WHAT YOU HAVE TO DO => Go to the line containing "Kind::Meta(meta)" in the records below and print it and every following line exactly, on through the line containing "pub fn keys(&self)", then stop.

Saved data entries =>

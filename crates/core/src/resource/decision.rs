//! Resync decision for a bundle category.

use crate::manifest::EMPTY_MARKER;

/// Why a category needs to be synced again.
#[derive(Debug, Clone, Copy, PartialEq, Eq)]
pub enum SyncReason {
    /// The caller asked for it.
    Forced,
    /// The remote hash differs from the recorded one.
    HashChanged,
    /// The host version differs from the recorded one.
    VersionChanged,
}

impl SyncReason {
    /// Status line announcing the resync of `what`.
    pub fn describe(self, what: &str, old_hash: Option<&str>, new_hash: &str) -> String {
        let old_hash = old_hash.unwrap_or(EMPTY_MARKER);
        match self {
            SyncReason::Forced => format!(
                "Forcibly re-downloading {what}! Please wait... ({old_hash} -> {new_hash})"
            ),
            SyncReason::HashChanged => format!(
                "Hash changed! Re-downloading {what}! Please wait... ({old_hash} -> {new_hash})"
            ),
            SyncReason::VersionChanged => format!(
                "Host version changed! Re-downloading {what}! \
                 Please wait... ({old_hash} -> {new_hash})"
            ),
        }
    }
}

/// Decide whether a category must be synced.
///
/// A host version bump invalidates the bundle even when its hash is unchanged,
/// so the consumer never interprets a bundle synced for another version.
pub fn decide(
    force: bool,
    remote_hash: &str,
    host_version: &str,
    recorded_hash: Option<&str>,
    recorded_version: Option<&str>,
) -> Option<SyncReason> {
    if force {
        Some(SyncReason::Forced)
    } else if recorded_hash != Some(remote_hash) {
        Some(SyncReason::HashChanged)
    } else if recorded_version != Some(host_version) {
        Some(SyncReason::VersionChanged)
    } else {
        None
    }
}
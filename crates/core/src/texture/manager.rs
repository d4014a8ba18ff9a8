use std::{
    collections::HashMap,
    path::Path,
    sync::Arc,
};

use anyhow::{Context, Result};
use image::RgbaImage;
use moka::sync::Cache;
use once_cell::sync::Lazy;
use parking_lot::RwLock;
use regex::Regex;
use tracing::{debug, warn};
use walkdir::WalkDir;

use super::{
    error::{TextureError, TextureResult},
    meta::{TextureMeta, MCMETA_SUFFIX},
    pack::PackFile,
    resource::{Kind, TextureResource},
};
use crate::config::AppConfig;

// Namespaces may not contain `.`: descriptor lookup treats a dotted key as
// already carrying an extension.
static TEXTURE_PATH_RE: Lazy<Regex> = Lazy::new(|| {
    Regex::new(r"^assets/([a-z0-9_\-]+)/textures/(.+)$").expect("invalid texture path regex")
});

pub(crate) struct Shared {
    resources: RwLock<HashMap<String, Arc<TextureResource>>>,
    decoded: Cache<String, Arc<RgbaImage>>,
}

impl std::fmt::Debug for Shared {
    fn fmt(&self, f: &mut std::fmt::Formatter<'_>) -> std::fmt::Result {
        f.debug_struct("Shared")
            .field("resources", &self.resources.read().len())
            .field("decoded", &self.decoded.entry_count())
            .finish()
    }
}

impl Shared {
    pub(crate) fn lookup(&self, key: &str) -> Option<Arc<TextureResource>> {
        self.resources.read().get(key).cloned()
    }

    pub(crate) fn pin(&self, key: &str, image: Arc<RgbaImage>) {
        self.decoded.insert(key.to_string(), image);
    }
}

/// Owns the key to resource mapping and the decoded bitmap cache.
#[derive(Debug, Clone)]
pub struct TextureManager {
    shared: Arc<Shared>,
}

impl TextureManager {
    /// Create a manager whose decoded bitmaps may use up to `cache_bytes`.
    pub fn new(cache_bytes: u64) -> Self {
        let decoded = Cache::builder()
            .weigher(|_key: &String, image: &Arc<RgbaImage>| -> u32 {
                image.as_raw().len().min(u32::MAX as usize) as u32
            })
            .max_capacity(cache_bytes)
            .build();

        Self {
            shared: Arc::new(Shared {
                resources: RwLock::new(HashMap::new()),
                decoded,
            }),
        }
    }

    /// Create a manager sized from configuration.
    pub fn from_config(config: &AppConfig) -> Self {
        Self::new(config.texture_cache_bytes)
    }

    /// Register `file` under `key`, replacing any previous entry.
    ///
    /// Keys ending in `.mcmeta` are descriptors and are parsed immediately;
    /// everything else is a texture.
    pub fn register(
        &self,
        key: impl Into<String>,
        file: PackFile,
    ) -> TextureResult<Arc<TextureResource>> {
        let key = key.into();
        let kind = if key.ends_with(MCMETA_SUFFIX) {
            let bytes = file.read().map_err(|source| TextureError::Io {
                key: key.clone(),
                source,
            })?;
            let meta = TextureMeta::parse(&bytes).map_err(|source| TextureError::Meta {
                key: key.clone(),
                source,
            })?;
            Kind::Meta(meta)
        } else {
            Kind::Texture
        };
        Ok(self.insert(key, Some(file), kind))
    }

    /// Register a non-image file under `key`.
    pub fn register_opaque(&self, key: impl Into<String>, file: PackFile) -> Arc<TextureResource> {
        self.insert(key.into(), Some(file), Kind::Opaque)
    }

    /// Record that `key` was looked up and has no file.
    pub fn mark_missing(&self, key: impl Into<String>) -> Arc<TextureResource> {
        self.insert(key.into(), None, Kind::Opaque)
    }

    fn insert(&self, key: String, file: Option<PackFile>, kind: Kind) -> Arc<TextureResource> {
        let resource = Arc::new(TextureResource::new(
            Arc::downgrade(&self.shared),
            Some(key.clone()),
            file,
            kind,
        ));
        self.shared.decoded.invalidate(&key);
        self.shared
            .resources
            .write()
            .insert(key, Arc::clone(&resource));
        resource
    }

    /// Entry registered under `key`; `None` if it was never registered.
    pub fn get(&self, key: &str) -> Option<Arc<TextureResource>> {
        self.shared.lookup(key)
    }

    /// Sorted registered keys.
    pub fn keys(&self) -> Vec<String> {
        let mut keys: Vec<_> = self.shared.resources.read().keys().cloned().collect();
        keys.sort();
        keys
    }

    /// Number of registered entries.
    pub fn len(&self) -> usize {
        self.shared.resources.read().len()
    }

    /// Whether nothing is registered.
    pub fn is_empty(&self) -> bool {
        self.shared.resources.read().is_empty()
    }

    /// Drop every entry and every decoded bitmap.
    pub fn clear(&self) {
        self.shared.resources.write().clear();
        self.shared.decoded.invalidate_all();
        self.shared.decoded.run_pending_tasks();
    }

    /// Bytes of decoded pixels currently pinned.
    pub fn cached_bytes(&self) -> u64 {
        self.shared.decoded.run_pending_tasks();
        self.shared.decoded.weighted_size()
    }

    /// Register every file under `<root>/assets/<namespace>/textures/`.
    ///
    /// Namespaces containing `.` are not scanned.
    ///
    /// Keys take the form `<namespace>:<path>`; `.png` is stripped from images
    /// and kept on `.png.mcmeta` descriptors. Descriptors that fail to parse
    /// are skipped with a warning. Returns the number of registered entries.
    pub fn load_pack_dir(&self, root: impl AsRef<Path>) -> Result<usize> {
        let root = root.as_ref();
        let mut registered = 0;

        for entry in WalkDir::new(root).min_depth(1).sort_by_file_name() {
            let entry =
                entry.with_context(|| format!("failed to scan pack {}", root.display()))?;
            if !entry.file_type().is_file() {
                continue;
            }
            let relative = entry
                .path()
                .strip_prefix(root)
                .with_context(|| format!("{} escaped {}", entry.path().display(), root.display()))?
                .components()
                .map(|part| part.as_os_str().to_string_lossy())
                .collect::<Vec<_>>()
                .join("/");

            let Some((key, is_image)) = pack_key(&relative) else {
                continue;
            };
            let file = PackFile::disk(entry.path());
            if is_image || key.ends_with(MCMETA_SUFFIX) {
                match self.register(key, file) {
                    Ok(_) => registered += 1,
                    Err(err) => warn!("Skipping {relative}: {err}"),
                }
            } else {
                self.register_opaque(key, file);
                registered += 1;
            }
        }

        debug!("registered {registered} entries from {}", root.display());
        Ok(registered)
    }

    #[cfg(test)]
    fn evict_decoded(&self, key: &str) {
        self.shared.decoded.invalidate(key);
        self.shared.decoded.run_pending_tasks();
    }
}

SOLUTION TO THIS TASK =>
            Kind::Meta(meta)
        } else {
            Kind::Texture
        };
        Ok(self.insert(key, Some(file), kind))
    }

    /// Register a non-image file under `key`.
    pub fn register_opaque(&self, key: impl Into<String>, file: PackFile) -> Arc<TextureResource> {
        self.insert(key.into(), Some(file), Kind::Opaque)
    }

    /// Record that `key` was looked up and has no file.
    pub fn mark_missing(&self, key: impl Into<String>) -> Arc<TextureResource> {
        self.insert(key.into(), None, Kind::Opaque)
    }

    fn insert(&self, key: String, file: Option<PackFile>, kind: Kind) -> Arc<TextureResource> {
        let resource = Arc::new(TextureResource::new(
            Arc::downgrade(&self.shared),
            Some(key.clone()),
            file,
            kind,
        ));
        self.shared.decoded.invalidate(&key);
        self.shared
            .resources
            .write()
            .insert(key, Arc::clone(&resource));
        resource
    }

    /// Entry registered under `key`; `None` if it was never registered.
    pub fn get(&self, key: &str) -> Option<Arc<TextureResource>> {
        self.shared.lookup(key)
    }

    /// Sorted registered keys.
    pub fn keys(&self) -> Vec<String> {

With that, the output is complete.